Edin Pašović is a visualisation designer with 20 years of experience in the field of computer graphics and data visualisation.
After getting a MSc degree in the field of Computer Graphics and Digital Media at the Buckingham University in London, he went to work on a number of large-scale digital mapping projects for US cartography companies, visualisations for UN's ICMP and headed the visualisation department of Swedish business intelligence visualisation company Dapresy, creating interactive infographics and visual dashboards for Facebook, Air France, Subway, Mercedes, Starbucks, H&M, Telenor, TUI and many others.

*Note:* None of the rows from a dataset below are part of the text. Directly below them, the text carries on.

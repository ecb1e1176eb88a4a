//! Server-side body streaming: a stored message back out as chunk frames.

use mq_01_paging::{LargeBodyStore, SequentialFile};
use shared_types::{Message, MessageBody};
use std::sync::Arc;

use crate::domain::errors::{LargeMessageError, LargeMessageResult};
use crate::domain::frame::{ChunkFrame, LargeMessageHeader};

pub struct BodyStreamer {
    bodies: Arc<LargeBodyStore>,
    chunk_size: usize,
}

impl BodyStreamer {
    pub fn new(bodies: Arc<LargeBodyStore>, chunk_size: usize) -> Self {
        Self {
            bodies,
            chunk_size: chunk_size.max(1),
        }
    }

    /// Frames for `message`: `Begin`, its body in chunks, `End`.
    ///
    /// Large bodies are read from their file one chunk at a time.
    pub fn stream(&self, message: &Message) -> LargeMessageResult<BodyFrames> {
        let source = match &message.body {
            MessageBody::Inline(bytes) => BodySource::Inline(bytes.clone()),
            MessageBody::Large(body) => BodySource::File(self.bodies.open(body.id)?),
        };
        Ok(BodyFrames {
            header: Some(LargeMessageHeader::of(message)),
            source,
            length: message.body.len(),
            offset: 0,
            chunk_size: self.chunk_size,
            done: false,
        })
    }
}

enum BodySource {
    Inline(Vec<u8>),
    File(Box<dyn SequentialFile>),
}

/// Lazy frame sequence over one stored body.
pub struct BodyFrames {
    header: Option<LargeMessageHeader>,
    source: BodySource,
    length: u64,
    offset: u64,
    chunk_size: usize,
    done: bool,
}

impl BodyFrames {
    fn read_chunk(&mut self, len: usize) -> LargeMessageResult<Vec<u8>> {
        match &mut self.source {
            BodySource::Inline(bytes) => {
                let start = self.offset as usize;
                Ok(bytes[start..start + len].to_vec())
            }
            BodySource::File(file) => {
                let name = file.name().to_string();
                file.read(self.offset, len)
                    .map_err(|e| LargeMessageError::io(name, e))
            }
        }
    }

    fn finish(&mut self) {
        self.done = true;
        if let BodySource::File(file) = &mut self.source {
            let _ = file.close();
        }
    }
}

impl Iterator for BodyFrames {
    type Item = LargeMessageResult<ChunkFrame>;

    fn next(&mut self) -> Option<Self::Item> {
        if let Some(header) = self.header.take() {
            return Some(Ok(ChunkFrame::Begin { header }));
        }
        if self.done {
            return None;
        }
        if self.offset >= self.length {
            self.finish();
            return Some(Ok(ChunkFrame::End {
                total_length: self.length,
            }));
        }
        let len = (self.length - self.offset).min(self.chunk_size as u64) as usize;
        match self.read_chunk(len) {
            Ok(payload) => {
                let frame = ChunkFrame::Data {
                    offset: self.offset,
                    payload,
                };
                self.offset += len as u64;
                Some(Ok(frame))
            }
            Err(e) => {
                self.finish();
                Some(Err(e))
            }
        }
    }
}
//! # Transactions
//!
//! A transaction buffers sends and acknowledgements and applies them at
//! commit. XA branches add an explicit prepare step whose record survives
//! restart.
//!
//! ```text
//! Active ──end──→ Ended ──prepare──→ Prepared ──commit──→ Committed
//!   │               │                   │
//!   └──commit(1pc)──┴──────rollback─────┴──────────────→ RolledBack
//! ```

use serde::{Deserialize, Serialize};
use shared_types::{Address, Message, MessageId, PagePosition, QueueName, TransactionId, Xid};

use super::errors::{PagingError, PagingResult};

/// Identifies one delivered message for acknowledgement.
#[derive(Debug, Clone, Copy, PartialEq, Eq, Hash, PartialOrd, Ord, Serialize, Deserialize)]
pub enum DeliveryId {
    /// Delivered from the in-memory buffer; gone after restart.
    Resident(u64),
    /// Delivered from a page file.
    Paged(PagePosition),
}

#[derive(Debug, Clone, PartialEq, Eq, Serialize, Deserialize)]
pub enum TxOperation {
    Send(Message),
    Acknowledge {
        address: Address,
        queue: QueueName,
        delivery: DeliveryId,
    },
    /// Body file written on behalf of the transaction; removed on rollback.
    LargeBody(MessageId),
}

#[derive(Debug, Clone, Copy, PartialEq, Eq)]
pub enum TxState {
    Active,
    Ended,
    Prepared,
    Committing,
    Committed,
    RolledBack,
}

impl std::fmt::Display for TxState {
    fn fmt(&self, f: &mut std::fmt::Formatter<'_>) -> std::fmt::Result {
        let name = match self {
            TxState::Active => "ACTIVE",
            TxState::Ended => "ENDED",
            TxState::Prepared => "PREPARED",
            TxState::Committing => "COMMITTING",
            TxState::Committed => "COMMITTED",
            TxState::RolledBack => "ROLLED_BACK",
        };
        f.write_str(name)
    }
}

/// Persistent record in a transaction file.
#[derive(Debug, Clone, PartialEq, Eq, Serialize, Deserialize)]
pub enum TxRecord {
    Prepared {
        id: TransactionId,
        xid: Xid,
        operations: Vec<TxOperation>,
    },
    Committed {
        id: TransactionId,
    },
}

#[derive(Debug, Clone)]
pub struct Transaction {
    id: TransactionId,
    xid: Option<Xid>,
    state: TxState,
    operations: Vec<TxOperation>,
}

impl Transaction {
    pub fn local(id: TransactionId) -> Self {
        Self {
            id,
            xid: None,
            state: TxState::Active,
            operations: Vec::new(),
        }
    }

    pub fn xa(id: TransactionId, xid: Xid) -> Self {
        Self {
            xid: Some(xid),
            ..Self::local(id)
        }
    }

    /// A branch found prepared on disk at startup.
    pub fn recovered(id: TransactionId, xid: Xid, operations: Vec<TxOperation>) -> Self {
        Self {
            id,
            xid: Some(xid),
            state: TxState::Prepared,
            operations,
        }
    }

    pub fn id(&self) -> TransactionId {
        self.id
    }

    pub fn xid(&self) -> Option<&Xid> {
        self.xid.as_ref()
    }

    pub fn state(&self) -> TxState {
        self.state
    }

    pub fn operations(&self) -> &[TxOperation] {
        &self.operations
    }

    pub fn sends(&self) -> impl Iterator<Item = &Message> {
        self.operations.iter().filter_map(|op| match op {
            TxOperation::Send(message) => Some(message),
            _ => None,
        })
    }

    pub fn large_bodies(&self) -> Vec<MessageId> {
        self.operations
            .iter()
            .filter_map(|op| match op {
                TxOperation::LargeBody(id) => Some(*id),
                TxOperation::Send(message) => message.body.large_ref().map(|b| b.id),
                TxOperation::Acknowledge { .. } => None,
            })
            .collect()
    }

    fn invalid(&self, operation: &'static str) -> PagingError {
        PagingError::InvalidTransactionState {
            id: self.id,
            state: self.state.to_string(),
            operation,
        }
    }

    fn add(&mut self, operation: &'static str, op: TxOperation) -> PagingResult<()> {
        if self.state != TxState::Active {
            return Err(self.invalid(operation));
        }
        self.operations.push(op);
        Ok(())
    }

    pub fn send(&mut self, message: Message) -> PagingResult<()> {
        self.add("send", TxOperation::Send(message))
    }

    pub fn acknowledge(
        &mut self,
        address: Address,
        queue: QueueName,
        delivery: DeliveryId,
    ) -> PagingResult<()> {
        self.add(
            "acknowledge",
            TxOperation::Acknowledge {
                address,
                queue,
                delivery,
            },
        )
    }

    pub fn add_large_body(&mut self, id: MessageId) -> PagingResult<()> {
        self.add("add large body", TxOperation::LargeBody(id))
    }

    pub fn end(&mut self) -> PagingResult<()> {
        match self.state {
            TxState::Active => {
                self.state = TxState::Ended;
                Ok(())
            }
            TxState::Ended => Ok(()),
            _ => Err(self.invalid("end")),
        }
    }

    pub fn prepare(&mut self) -> PagingResult<()> {
        match self.state {
            TxState::Active | TxState::Ended => {
                self.state = TxState::Prepared;
                Ok(())
            }
            _ => Err(self.invalid("prepare")),
        }
    }

    /// Enter `Committing`. Two-phase commit requires a prior prepare.
    pub fn begin_commit(&mut self, one_phase: bool) -> PagingResult<()> {
        let allowed = match self.state {
            TxState::Prepared => true,
            TxState::Active | TxState::Ended => one_phase,
            _ => false,
        };
        if !allowed {
            return Err(self.invalid("commit"));
        }
        self.state = TxState::Committing;
        Ok(())
    }

    pub fn mark_committed(&mut self) {
        self.state = TxState::Committed;
    }

    pub fn rollback(&mut self) -> PagingResult<()> {
        match self.state {
            TxState::Committed | TxState::RolledBack => Err(self.invalid("rollback")),
            _ => {
                self.state = TxState::RolledBack;
                Ok(())
            }
        }
    }

    /// Record written by prepare.
    pub fn prepared_record(&self) -> Option<TxRecord> {
        self.xid.as_ref().map(|xid| TxRecord::Prepared {
            id: self.id,
            xid: xid.clone(),
            operations: self.operations.clone(),
        })
    }
}

#[cfg(test)]
mod tests {
    use super::*;

    fn message(id: u64) -> Message {
        Message::new(MessageId(id), Address::new("a").unwrap(), vec![1])
    }

    #[test]
    fn test_local_one_phase_commit() {
        let mut tx = Transaction::local(TransactionId(1));
        tx.send(message(1)).unwrap();
        tx.begin_commit(true).unwrap();
        tx.mark_committed();
        assert_eq!(tx.state(), TxState::Committed);
        assert!(tx.send(message(2)).is_err());
    }

    #[test]
    fn test_two_phase_commit_requires_prepare() {
        let mut tx = Transaction::xa(TransactionId(2), Xid::random());
        tx.end().unwrap();
        assert!(matches!(
            tx.begin_commit(false),
            Err(PagingError::InvalidTransactionState { .. })
        ));
        tx.prepare().unwrap();
        tx.begin_commit(false).unwrap();
    }

    #[test]
    fn test_no_work_after_end() {
        let mut tx = Transaction::xa(TransactionId(3), Xid::random());
        tx.end().unwrap();
        assert!(tx.send(message(1)).is_err());
        assert!(tx.end().is_ok());
    }

    #[test]
    fn test_rollback_after_commit_rejected() {
        let mut tx = Transaction::local(TransactionId(4));
        tx.begin_commit(true).unwrap();
        tx.mark_committed();
        assert!(tx.rollback().is_err());
    }

    #[test]
    fn test_large_bodies_include_sent_large_messages() {
        let mut tx = Transaction::local(TransactionId(5));
        tx.add_large_body(MessageId(9)).unwrap();
        tx.send(Message::large(MessageId(9), Address::new("a").unwrap(), 10))
            .unwrap();
        tx.send(message(3)).unwrap();
        assert_eq!(tx.large_bodies(), vec![MessageId(9), MessageId(9)]);
    }

    #[test]
    fn test_prepared_record_only_for_xa() {
        let local = Transaction::local(TransactionId(6));
        assert!(local.prepared_record().is_none());
        let xa = Transaction::xa(TransactionId(7), Xid::random());
        assert!(matches!(
            xa.prepared_record(),
            Some(TxRecord::Prepared { id: TransactionId(7), .. })
        ));
    }
}
impl PagingManager {
    pub fn new(
        config: PagingConfig,
        factory: Arc<dyn PagingStoreFactory>,
        settings: Arc<AddressSettingsRepository>,
    ) -> PagingResult<Self> {
        config.validate()?;
        let bodies = factory
            .large_message_file_factory()
            .map_err(|e| PagingError::io("large message directory", e))?;
        let transactions = factory
            .transaction_file_factory()
            .map_err(|e| PagingError::io("transaction directory", e))?;

        Ok(Self {
            global: Arc::new(GlobalSizeTracker::new(config.global_max_size())),
            journal: Arc::new(TransactionJournal::new(
                transactions,
                config.sync_transactions,
            )),
            bodies: Arc::new(LargeBodyStore::new(bodies)),
            config,
            factory,
            settings,
            stores: RwLock::new(HashMap::new()),
            next_id: AtomicU64::new(1),
            started: AtomicBool::new(false),
        })
    }

    pub fn config(&self) -> &PagingConfig {
        &self.config
    }

    pub fn settings(&self) -> &Arc<AddressSettingsRepository> {
        &self.settings
    }

    pub fn large_bodies(&self) -> &Arc<LargeBodyStore> {
        &self.bodies
    }

    pub fn journal(&self) -> &Arc<TransactionJournal> {
        &self.journal
    }

    pub fn is_started(&self) -> bool {
        self.started.load(Ordering::Acquire)
    }

    fn ensure_started(&self) -> PagingResult<()> {
        if !self.is_started() {
            return Err(PagingError::NotStarted);
        }
        Ok(())
    }

    /// Reload everything on disk and begin accepting sends.
    ///
    /// Calling `start` again after [`stop`](Self::stop) reopens the stores
    /// already loaded.
    pub fn start(&self) -> PagingResult<()> {
        if self.is_started() {
            return Ok(());
        }
        let loaded: Vec<Arc<PagingStore>> = self.stores.read().values().cloned().collect();
        if !loaded.is_empty() {
            for store in loaded {
                store.resume()?;
            }
            self.started.store(true, Ordering::Release);
            return Ok(());
        }

        self.journal.load()?;
        let committed = self.journal.committed_ids();
        let prepared = self.journal.prepared_transactions();

        let addresses = self
            .factory
            .list_addresses()
            .map_err(|e| PagingError::io("paging directory", e))?;

        let mut stores = HashMap::with_capacity(addresses.len());
        let mut max_id = 0u64;
        let mut referenced_bodies: HashSet<MessageId> = HashSet::new();
        for address in addresses {
            let files = self
                .factory
                .new_file_factory(&address)
                .map_err(|e| PagingError::io(address.as_str(), e))?;
            let store = PagingStore::load(
                address.clone(),
                self.settings.get(&address),
                files,
                self.global.clone(),
                self.bodies.clone(),
                &committed,
            )?;
            if let Some(id) = store.max_message_id() {
                max_id = max_id.max(id.0);
            }
            referenced_bodies.extend(store.referenced_large_bodies());
            stores.insert(address, Arc::new(store));
        }

        for tx in &prepared {
            referenced_bodies.extend(tx.large_bodies());
            for message in tx.sends() {
                max_id = max_id.max(message.id.0);
            }
        }
        for id in self.bodies.list()? {
            max_id = max_id.max(id.0);
        }
        self.bodies.sweep_orphans(&referenced_bodies)?;

        self.next_id.fetch_max(max_id + 1, Ordering::AcqRel);
        let count = stores.len();
        *self.stores.write() = stores;
        self.started.store(true, Ordering::Release);

        tracing::info!(
            "[mq-01] 🚀 Paging started: {} addresses, {} prepared transactions",
            count,
            prepared.len()
        );
        Ok(())
    }

    /// Store for `address`, created on first use.
    pub fn get_page_store(&self, address: &Address) -> PagingResult<Arc<PagingStore>> {
        self.ensure_started()?;
        if let Some(store) = self.stores.read().get(address) {
            return Ok(store.clone());
        }

        let mut stores = self.stores.write();
        if let Some(store) = stores.get(address) {
            return Ok(store.clone());
        }
        let files = self
            .factory
            .new_file_factory(address)
            .map_err(|e| PagingError::io(address.as_str(), e))?;
        let store = Arc::new(PagingStore::new(
            address.clone(),
            self.settings.get(address),
            files,
            self.global.clone(),
            self.bodies.clone(),
        ));
        stores.insert(address.clone(), store.clone());
        tracing::debug!("[mq-01] Created paging store for {}", address);
        Ok(store)
    }

    /// Existing store, without creating one.
    pub fn store(&self, address: &Address) -> Option<Arc<PagingStore>> {
        self.stores.read().get(address).cloned()
    }

    pub fn addresses(&self) -> Vec<Address> {
        let mut addresses: Vec<Address> = self.stores.read().keys().cloned().collect();
        addresses.sort();
        addresses
    }

    pub fn subscription(&self, address: &Address, queue: &QueueName) -> Option<QueueSubscription> {
        self.store(address)?.subscription(queue)
    }

    /// True when paged plus resident bytes across every address exceed the
    /// global limit, whatever each address's own limit says.
    pub fn is_global_full(&self) -> bool {
        self.global.is_full()
    }

    pub fn global_resident_bytes(&self) -> u64 {
        self.global.used()
    }

    pub fn global_paged_bytes(&self) -> u64 {
        self.global.paged()
    }

    /// Suspend until `address` has room, if its policy is BLOCK.
    pub async fn wait_for_capacity(
        &self,
        address: &Address,
        ctx: &SendContext,
    ) -> PagingResult<()> {
        let store = self.get_page_store(address)?;
        store.wait_for_capacity(ctx).await
    }

    /// Apply new settings to every matching store.
    pub fn update_address_settings(
        &self,
        address_match: &str,
        settings: AddressSettings,
    ) -> PagingResult<()> {
        settings.validate()?;
        self.settings.set(address_match, settings);
        for (address, store) in self.stores.read().iter() {
            store.update_settings(self.settings.get(address));
        }
        Ok(())
    }

    // =========================================================================
    // TRANSACTIONS
    // =========================================================================

    /// Make a transaction's work visible.
    ///
    /// On failure every store the transaction touched is rolled back and
    /// nothing becomes visible.
    pub async fn apply_commit(
        &self,
        tx: &Transaction,
        prepared: bool,
        ctx: &SendContext,
    ) -> PagingResult<()> {
        self.ensure_started()?;
        let id = tx.id();
        let mut touched: Vec<Arc<PagingStore>> = Vec::new();
        let mut paged = false;

        for message in tx.sends() {
            let admitted = match self.get_page_store(&message.address) {
                Ok(store) => {
                    if !touched.iter().any(|s| Arc::ptr_eq(s, &store)) {
                        touched.push(store.clone());
                    }
                    store.admit(message.clone(), Some(id), ctx).await
                }
                Err(e) => Err(e),
            };
            match admitted {
                Ok(AdmitOutcome::Paged(_)) => paged = true,
                Ok(_) => {}
                Err(e) => {
                    self.abort_in(&touched, id);
                    return Err(e);
                }
            }
        }

        if paged {
            let durable = touched
                .iter()
                .try_for_each(|store| store.sync())
                .and_then(|_| self.journal.write_committed(id));
            if let Err(e) = durable {
                self.abort_in(&touched, id);
                return Err(e);
            }
        } else if prepared {
            self.journal.remove(id)?;
        }

        for store in &touched {
            store.commit_tx(id);
        }

        for op in tx.operations() {
            if let TxOperation::Acknowledge {
                address,
                queue,
                delivery,
            } = op
            {
                let Some(subscription) = self.subscription(address, queue) else {
                    tracing::warn!(
                        "[mq-01] {} acknowledged on unbound queue {}/{}",
                        id,
                        address,
                        queue
                    );
                    continue;
                };
                if let Err(e) = subscription.acknowledge(*delivery) {
                    tracing::warn!("[mq-01] {} could not apply acknowledgement: {}", id, e);
                }
            }
        }

        tracing::debug!(
            "[mq-01] Committed {} ({} operations, paged: {})",
            id,
            tx.operations().len(),
            paged
        );
        Ok(())
    }

    fn abort_in(&self, stores: &[Arc<PagingStore>], id: TransactionId) {
        for store in stores {
            store.abort_tx(id);
        }
    }

    /// Undo a transaction that never reached commit.
    ///
    /// Acknowledged deliveries go back for redelivery and large bodies the
    /// transaction wrote are deleted.
    pub fn apply_rollback(&self, tx: &Transaction, prepared: bool) -> PagingResult<()> {
        for op in tx.operations() {
            if let TxOperation::Acknowledge {
                address,
                queue,
                delivery,
            } = op
            {
                if let Some(subscription) = self.subscription(address, queue) {
                    subscription.redeliver(*delivery);
                }
            }
        }
        let mut bodies = tx.large_bodies();
        bodies.sort();
        bodies.dedup();
        for id in bodies {
            self.bodies.delete_quietly(id);
        }
        if prepared {
            self.journal.remove(tx.id())?;
        }
        tracing::debug!("[mq-01] Rolled back {}", tx.id());
        Ok(())
    }

    // =========================================================================
    // LIFECYCLE
    // =========================================================================

    /// Reclaim every store, persist cursors and prune transaction records no
    /// page refers to any more.
    ///
    /// Only ids already committed when the pass begins are pruned. Their page
    /// entries were appended before the commit marker, so every store visited
    /// afterwards still reports them while they exist.
    pub fn reclaim_all(&self) -> PagingResult<ReclaimReport> {
        let candidates = self.journal.committed_ids();
        let stores: Vec<Arc<PagingStore>> = self.stores.read().values().cloned().collect();
        let mut report = ReclaimReport::default();
        let mut live = HashSet::new();
        for store in &stores {
            match store.reclaim() {
                Ok(r) => report.merge(r),
                Err(e) => tracing::warn!("[mq-01] Reclaim of {} failed: {}", store.address(), e),
            }
            if let Err(e) = store.persist_cursors() {
                tracing::warn!(
                    "[mq-01] Could not persist cursors of {}: {}",
                    store.address(),
                    e
                );
            }
            live.extend(store.referenced_transactions());
        }
        let pruned = self.journal.prune(&candidates, &live)?;
        if pruned > 0 {
            tracing::debug!("[mq-01] Pruned {} transaction records", pruned);
        }
        Ok(report)
    }

    /// Stop every store.
    ///
    /// Each store waits up to the grace period for its in-flight
    /// transactions. Stores that are still busy are reported in
    /// `StopTimeout` after the rest have stopped.
    pub async fn stop(&self) -> PagingResult<()> {
        if !self.started.swap(false, Ordering::AcqRel) {
            return Ok(());
        }
        let stores: Vec<Arc<PagingStore>> = self.stores.read().values().cloned().collect();
        let grace = self.config.stop_grace;
        let mut busy = Vec::new();
        let mut first_error = None;

        for store in stores {
            match store.stop(grace).await {
                Ok(()) => {}
                Err(PagingError::StopTimeout { addresses, .. }) => busy.extend(addresses),
                Err(e) => {
                    tracing::error!("[mq-01] Failed to stop {}: {}", store.address(), e);
                    first_error.get_or_insert(e);
                }
            }
        }
        self.factory.stop();

        if !busy.is_empty() {
            busy.sort();
            return Err(PagingError::StopTimeout {
                grace,
                addresses: busy,
            });
        }
        if let Some(e) = first_error {
            return Err(e);
        }
        tracing::info!("[mq-01] 🛑 Paging stopped");
        Ok(())
    }
}
//! Inbound Ports (Driving Ports)
//!
//! The API producers, consumers and the broker runtime use to drive paging.

use async_trait::async_trait;
use shared_types::{Address, Message, MessageId, QueueName};

use crate::domain::errors::PagingResult;
use crate::domain::metrics::{PagingMetrics, ReclaimReport};
use crate::domain::session::SendContext;
use crate::service::store::AdmitOutcome;
use crate::service::subscription::QueueSubscription;

/// Primary paging API (Driving Port)
///
/// # Example
///
/// ```rust,ignore
/// use mq_01_paging::{PagingApi, SendContext};
///
/// async fn example(paging: &impl PagingApi) -> PagingResult<()> {
///     let sub = paging.bind_queue(address.clone(), queue)?;
///     paging.send(message, &SendContext::detached()).await?;
///     while let Some(delivery) = sub.next_deliverable()? {
///         sub.acknowledge(delivery.id)?;
///     }
///     paging.reclaim()?;
///     Ok(())
/// }
/// ```
#[async_trait]
pub trait PagingApi: Send + Sync {
    /// Route a message to its address under the address's full policy.
    ///
    /// # Errors
    /// - `DestinationFull`: FAIL policy and the address is over its limit
    /// - `SendTimeout`: BLOCK policy and no space freed within the timeout
    /// - `Closed`: the session closed while the send was suspended
    /// - `StoreFailed`: the address's store was fenced by an earlier I/O error
    async fn send(&self, message: Message, ctx: &SendContext) -> PagingResult<AdmitOutcome>;

    /// Bind a queue to an address; it receives messages sent from now on.
    fn bind_queue(&self, address: Address, queue: QueueName) -> PagingResult<QueueSubscription>;

    /// Remove a queue binding and release what it held.
    fn unbind_queue(&self, address: &Address, queue: &QueueName) -> PagingResult<bool>;

    /// Allocate a message id unique across restarts.
    fn next_message_id(&self) -> MessageId;

    /// One reclamation pass over every address.
    fn reclaim(&self) -> PagingResult<ReclaimReport>;

    fn metrics(&self) -> PagingMetrics;
}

By the end of 2016 he joined OCCRP and ever since focuses mostly on exploring how to combine methods of interactive visual storytelling with investigative reporting, as well as how use graphics to clarify the very convoluted money laundering schemes both to investigators as well as to regular readers with no background in economy.
Tom Trewinnard (UK) is Director of Programs at Meedan, a social technology non-profit working on the Check project to develop collaborative verification tools and open training curricula. He is a co-founder of Pop-Up Newsroom, which has led major collaborative reporting initiatives in the UK, US and Mexico since launching in 2017.
Tom has moderated panels and led workshops on digital journalism at Personal Democracy Forum, RightsCon, Stockholm Internet Forum, Prix Italia, Stockholm School of Economics in Riga and the European Journalism Center’s News Impact Summit (Doha).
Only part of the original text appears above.